How it works#

In this article we go over how edep2supera works focusing on 5 points below.

  1. Instantiate and configure the module

  2. Prepare the input

  3. Execute the main functions

  4. Interpreting the input

  5. Interpreting the output

The first three items show the flow of processes to run Supera with edep-sim files as input. Then the last two items demonstrate how a user can access the input to and the output from Supera.

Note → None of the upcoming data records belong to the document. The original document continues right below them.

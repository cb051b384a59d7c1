//! # Identity Configuration & Constants
//!
//! Every magic number the identity layer depends on lives here. The
//! environment variable names in particular are part of the operator-facing
//! contract: renaming one silently breaks every deployment that sets it.

use crate::crypto::keys::KeyAlgorithm;

// ---------------------------------------------------------------------------
// Cryptographic Parameters
// ---------------------------------------------------------------------------

/// Key algorithm used when generating a fresh identity.
///
/// Ed25519: small keys, fast signatures, and the default for libp2p peers.
pub const DEFAULT_KEY_ALGORITHM: KeyAlgorithm = KeyAlgorithm::Ed25519;

/// Cluster secret length in bytes. This is the libp2p private-network
/// pre-shared key size, so it is not negotiable.
pub const SECRET_LENGTH: usize = 32;

// ---------------------------------------------------------------------------
// Persistence
// ---------------------------------------------------------------------------

/// Conventional file name for a persisted identity.
pub const DEFAULT_IDENTITY_FILE: &str = "identity.json";

/// Unix permission bits for the identity file. Owner read/write only: the
/// file holds a private key in the clear.
pub const IDENTITY_FILE_MODE: u32 = 0o600;

/// Indentation used when pretty-printing the identity document.
pub const JSON_INDENT: &[u8] = b"    ";

// ---------------------------------------------------------------------------
// Environment Overrides
// ---------------------------------------------------------------------------

/// Prefix shared by every identity environment variable.
pub const ENV_PREFIX: &str = "CLUSTER";

/// Overrides the peer ID.
pub const ENV_ID: &str = "CLUSTER_ID";

/// Overrides the human-readable peer name.
pub const ENV_PEERNAME: &str = "CLUSTER_PEERNAME";

/// Overrides the base64 private key.
pub const ENV_PRIVATE_KEY: &str = "CLUSTER_PRIVATE_KEY";

/// Overrides the hex cluster secret.
pub const ENV_SECRET: &str = "CLUSTER_SECRET";

/// A field of the persisted identity document that can be overridden from
/// the environment.
///
/// The mapping to variable names is spelled out explicitly rather than
/// derived from field names, so grepping for `CLUSTER_SECRET` finds it.
#[derive(Debug, Clone, Copy, PartialEq, Eq, Hash)]
pub enum EnvField {
    Id,
    Peername,
    PrivateKey,
    Secret,
}

impl EnvField {
    /// Every overridable field, in document order.
    pub const ALL: [EnvField; 4] = [
        EnvField::Id,
        EnvField::Peername,
        EnvField::PrivateKey,
        EnvField::Secret,
    ];

    /// The environment variable that overrides this field.
    pub fn var_name(self) -> &'static str {
        match self {
            EnvField::Id => ENV_ID,
            EnvField::Peername => ENV_PEERNAME,
            EnvField::PrivateKey => ENV_PRIVATE_KEY,
            EnvField::Secret => ENV_SECRET,
        }
    }

    /// The JSON key of this field in the persisted document.
    pub fn json_key(self) -> &'static str {
        match self {
            EnvField::Id => "id",
            EnvField::Peername => "peername",
            EnvField::PrivateKey => "private_key",
            EnvField::Secret => "secret",
        }
    }
}
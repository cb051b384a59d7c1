//! # Environment Overlay
//!
//! Lets operators override identity fields with `CLUSTER_*` environment
//! variables (see [`EnvField`] for the exact names). Handy for containers,
//! where baking a secret into an image is worse than passing it at runtime.
//!
//! Overrides are applied to the *document* form of the identity, and the
//! result goes through the normal decode path. So a bad `CLUSTER_SECRET`
//! fails exactly like a bad `"secret"` in the file would, with the same
//! error, and there is only one place that enforces the rules.

use tracing::debug;

use super::codec::IdentityDocument;
use super::Identity;
use crate::config::EnvField;
use crate::error::Result;

impl IdentityDocument {
    /// Mutable access to the text of one field.
    fn field_mut(&mut self, field: EnvField) -> &mut String {
        match field {
            EnvField::Id => &mut self.id,
            EnvField::Peername => &mut self.peername,
            EnvField::PrivateKey => &mut self.private_key,
            EnvField::Secret => &mut self.secret,
        }
    }

    /// Replace fields whose variable is set to a non-empty value.
    ///
    /// Returns the fields that were overridden.
    pub fn apply_overrides<F>(&mut self, lookup: F) -> Vec<EnvField>
    where
        F: Fn(&str) -> Option<String>,
    {
        let mut applied = Vec::new();
        for field in EnvField::ALL {
            match lookup(field.var_name()) {
                Some(value) if !value.is_empty() => {
                    *self.field_mut(field) = value;
                    applied.push(field);
                }
                _ => {}
            }
        }
        applied
    }
}

impl Identity {
    /// Override fields from the process environment.
    pub fn apply_env_vars(&mut self) -> Result<()> {
        self.apply_env_with(|name| std::env::var(name).ok())
    }

    /// Override fields using an arbitrary variable lookup.
    ///
    /// All-or-nothing: if the overridden identity fails to decode or
    /// validate, `self` is left exactly as it was.
    pub fn apply_env_with<F>(&mut self, lookup: F) -> Result<()>
    where
        F: Fn(&str) -> Option<String>,
    {
        let mut doc = self.to_document()?;
        let applied = doc.apply_overrides(lookup);

        let mut updated = self.clone();
        updated.apply_document(doc)?;
        *self = updated;

        if !applied.is_empty() {
            let names: Vec<&str> = applied.iter().map(|f| f.var_name()).collect();
            debug!(overrides = ?names, "applied identity environment overrides");
        }
        Ok(())
    }
}
/// Request header helpers shared by the extractors and handlers
use axum::{
    extract::ConnectInfo,
    http::{header, request::Parts, HeaderMap},
};
use std::net::SocketAddr;

/// State of the `Authorization` header
#[derive(Debug, Clone, PartialEq, Eq)]
pub enum BearerToken {
    Missing,
    Malformed,
    Present(String),
}

/// Extract bearer token from Authorization header
pub fn extract_bearer_token(headers: &HeaderMap) -> BearerToken {
    let Some(value) = headers.get(header::AUTHORIZATION) else {
        return BearerToken::Missing;
    };

    match value.to_str().ok().and_then(|s| s.strip_prefix("Bearer ")) {
        Some(token) if !token.trim().is_empty() => BearerToken::Present(token.trim().to_string()),
        _ => BearerToken::Malformed,
    }
}

/// Best-effort client address: first `X-Forwarded-For` hop, then
/// `X-Real-IP`, then the socket peer when the server exposes it.
pub fn client_ip(parts: &Parts) -> Option<String> {
    let forwarded = parts
        .headers
        .get("x-forwarded-for")
        .and_then(|h| h.to_str().ok())
        .and_then(|s| s.split(',').next())
        .map(str::trim)
        .filter(|s| !s.is_empty());

    let real_ip = || {
        parts
            .headers
            .get("x-real-ip")
            .and_then(|h| h.to_str().ok())
            .map(str::trim)
            .filter(|s| !s.is_empty())
    };

    forwarded
        .or_else(real_ip)
        .map(str::to_string)
        .or_else(|| {
            parts
                .extensions
                .get::<ConnectInfo<SocketAddr>>()
                .map(|ConnectInfo(addr)| addr.ip().to_string())
        })
}
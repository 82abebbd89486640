/// Session store key layout
///
/// Keys are `{ACTION}:{owner}`; the LOGOUT action additionally carries a
/// `:session` suffix, which is how expiry events for session markers are told
/// apart from every other expiring key.
use std::fmt;

/// Suffix appended to logout marker keys
pub const SESSION_SUFFIX: &str = "session";

/// Record classes kept in the session store
#[derive(Debug, Clone, Copy, PartialEq, Eq, Hash)]
pub enum StoreAction {
    /// Logout marker; its expiry triggers a forced logout
    Logout,
    /// Last refresh token issued to a user
    Refresh,
    /// Revoked access token, keyed by the token itself
    Blacklist,
}

impl StoreAction {
    pub fn as_str(&self) -> &'static str {
        match self {
            StoreAction::Logout => "LOGOUT",
            StoreAction::Refresh => "REFRESH",
            StoreAction::Blacklist => "BLACKLIST",
        }
    }
}

impl fmt::Display for StoreAction {
    fn fmt(&self, f: &mut fmt::Formatter<'_>) -> fmt::Result {
        f.write_str(self.as_str())
    }
}

/// Build the full key for a record
pub fn compose_key(action: StoreAction, owner: &str) -> String {
    match action {
        StoreAction::Logout => format!("{}:{}:{}", action, owner, SESSION_SUFFIX),
        _ => format!("{}:{}", action, owner),
    }
}

/// A key split back into its parts
#[derive(Debug, Clone, PartialEq, Eq)]
pub struct ParsedKey<'a> {
    pub prefix: &'a str,
    pub owner: &'a str,
    pub suffix: Option<&'a str>,
}

impl ParsedKey<'_> {
    /// Whether this key is a logout marker
    pub fn is_session_marker(&self) -> bool {
        self.prefix == StoreAction::Logout.as_str() && self.suffix == Some(SESSION_SUFFIX)
    }
}

/// Split a key on `:` into prefix, owner and optional suffix.
///
/// Anything past the third segment is ignored; a key without an owner
/// segment does not parse.
pub fn parse_key(key: &str) -> Option<ParsedKey<'_>> {
    let mut parts = key.split(':');
    let prefix = parts.next()?;
    let owner = parts.next()?;
    let suffix = parts.next();

    Some(ParsedKey {
        prefix,
        owner,
        suffix,
    })
}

Instantiate and Configure#

Import edep2supera as well as an example module.

import edep2supera
from edep2supera import config
Welcome to JupyROOT 6.26/06

Instantiate and configure SuperaDriver for execution of edep2supera main functions.

# Instantiate
e2s_driver = edep2supera.edep2supera.SuperaDriver()

# Configure the driver
e2s_driver.ConfigureFromFile(config.get_config('tutorial'))
   [WARNING]  <SuperaDriver::Configure> starting
   [WARNING]  <SuperaDriver::Configure> BBox config...
   [WARNING]  <SuperaDriver::Configure> Label config...

What’s going on?

  1. SuperaDriver is the driver of executing main functions of edep2supera

    • A technical detail: it is a wrapper (i.e. C++ inheritance) of supera::Driver defined in SuperaAtomic.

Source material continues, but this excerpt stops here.